Stored records:
——————

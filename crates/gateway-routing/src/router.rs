//! Route resolution.
//!
//! Category to rule target to registry lookup. A rule naming an unknown
//! provider fails the request it routes, with a configuration error.

use crate::classifier::{Category, Classify, DefaultClassifier};
use crate::rules::RoutingRules;
use crate::tokens::TokenCounter;
use gateway_config::RouteTarget;
use gateway_core::{GatewayResult, MessagesRequest};
use gateway_providers::{Provider, ProviderRegistry};
use std::sync::Arc;
use tracing::debug;

/// Where a request goes
#[derive(Debug, Clone)]
pub struct RouteDecision {
    /// Category the request was classified into
    pub category: Category,
    /// Resolved provider
    pub provider: Provider,
    /// Concrete model sent to the provider
    pub model: String,
    /// The caller named the provider explicitly
    pub explicit: bool,
}

/// Request router
pub struct Router {
    registry: Arc<ProviderRegistry>,
    rules: RoutingRules,
    classifier: Box<dyn Classify>,
    counter: TokenCounter,
}

impl std::fmt::Debug for Router {
    fn fmt(&self, f: &mut std::fmt::Formatter<'_>) -> std::fmt::Result {
        f.debug_struct("Router")
            .field("rules", &self.rules)
            .field("providers", &self.registry.len())
            .finish_non_exhaustive()
    }
}

impl Router {
    /// Create a router with the default classifier
    #[must_use]
    pub fn new(registry: Arc<ProviderRegistry>, rules: RoutingRules) -> Self {
        Self {
            registry,
            rules,
            classifier: Box::new(DefaultClassifier::new()),
            counter: TokenCounter::new(),
        }
    }

    /// Replace the classifier
    #[must_use]
    pub fn with_classifier(mut self, classifier: impl Classify + 'static) -> Self {
        self.classifier = Box::new(classifier);
        self
    }

    /// Rule table
    #[must_use]
    pub fn rules(&self) -> &RoutingRules {
        &self.rules
    }

    /// Provider registry
    #[must_use]
    pub fn registry(&self) -> &ProviderRegistry {
        &self.registry
    }

    /// Whether routing falls back to the static default for every request
    #[must_use]
    pub fn is_degraded(&self) -> bool {
        !self.rules.is_complete()
    }

    /// Category of `request`
    #[must_use]
    pub fn classify(&self, request: &MessagesRequest) -> Category {
        if self.is_degraded() {
            return Category::Default;
        }
        self.classifier.classify(request, &self.rules)
    }

    /// Prompt token estimate for `request`
    #[must_use]
    pub fn count_tokens(&self, request: &MessagesRequest) -> usize {
        self.counter.count_request(request)
    }

    /// `provider,model` or `provider:model` naming a registered provider.
    ///
    /// Always `None` while degraded: the default route is then unconditional.
    #[must_use]
    pub fn explicit_target(&self, model: &str) -> Option<RouteTarget> {
        if self.is_degraded() {
            return None;
        }
        RouteTarget::parse(model).filter(|target| self.registry.contains(&target.provider))
    }

    /// Resolve `request` to a provider and model.
    ///
    /// An explicit target in the model field bypasses classification.
    ///
    /// # Errors
    /// Returns `ProviderNotFound` when the chosen target names an unknown
    /// provider or no default provider exists
    pub fn route(&self, request: &MessagesRequest) -> GatewayResult<RouteDecision> {
        if let Some(target) = self.explicit_target(&request.model) {
            return self.resolve_explicit(&target);
        }

        let category = self.classify(request);
        let decision = match self.rules.target(category) {
            Some(target) => self.resolve(category, target)?,
            None => self.static_default()?,
        };

        debug!(
            category = %decision.category,
            provider = %decision.provider.name,
            model = %decision.model,
            "Route resolved"
        );
        Ok(decision)
    }

    /// The default route: the default provider's first model, or
    /// `Router.default` when the rule set is complete
    ///
    /// # Errors
    /// Returns `ProviderNotFound` if the default provider does not exist
    pub fn static_default(&self) -> GatewayResult<RouteDecision> {
        if let Some(target) = self.rules.default.as_ref().filter(|_| !self.is_degraded()) {
            return self.resolve(Category::Default, target);
        }

        let (provider, model) = self.registry.default_target()?;
        Ok(RouteDecision {
            category: Category::Default,
            provider,
            model,
            explicit: false,
        })
    }

    /// Resolve an explicit target
    ///
    /// # Errors
    /// Returns `ProviderNotFound` for unknown providers
    pub fn resolve_explicit(&self, target: &RouteTarget) -> GatewayResult<RouteDecision> {
        let mut decision = self.resolve(Category::Default, target)?;
        decision.explicit = true;
        debug!(provider = %decision.provider.name, model = %decision.model, "Explicit route");
        Ok(decision)
    }

    fn resolve(&self, category: Category, target: &RouteTarget) -> GatewayResult<RouteDecision> {
        let provider = self.registry.resolve(&target.provider)?;
        Ok(RouteDecision {
            category,
            provider,
            model: target.model.clone(),
            explicit: false,
        })
    }
}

——————

YOUR INSTRUCTIONS »
Write down how many lines of the data above contain the string "RouteTarget", and include nothing besides that number.

TASK RESULT »
5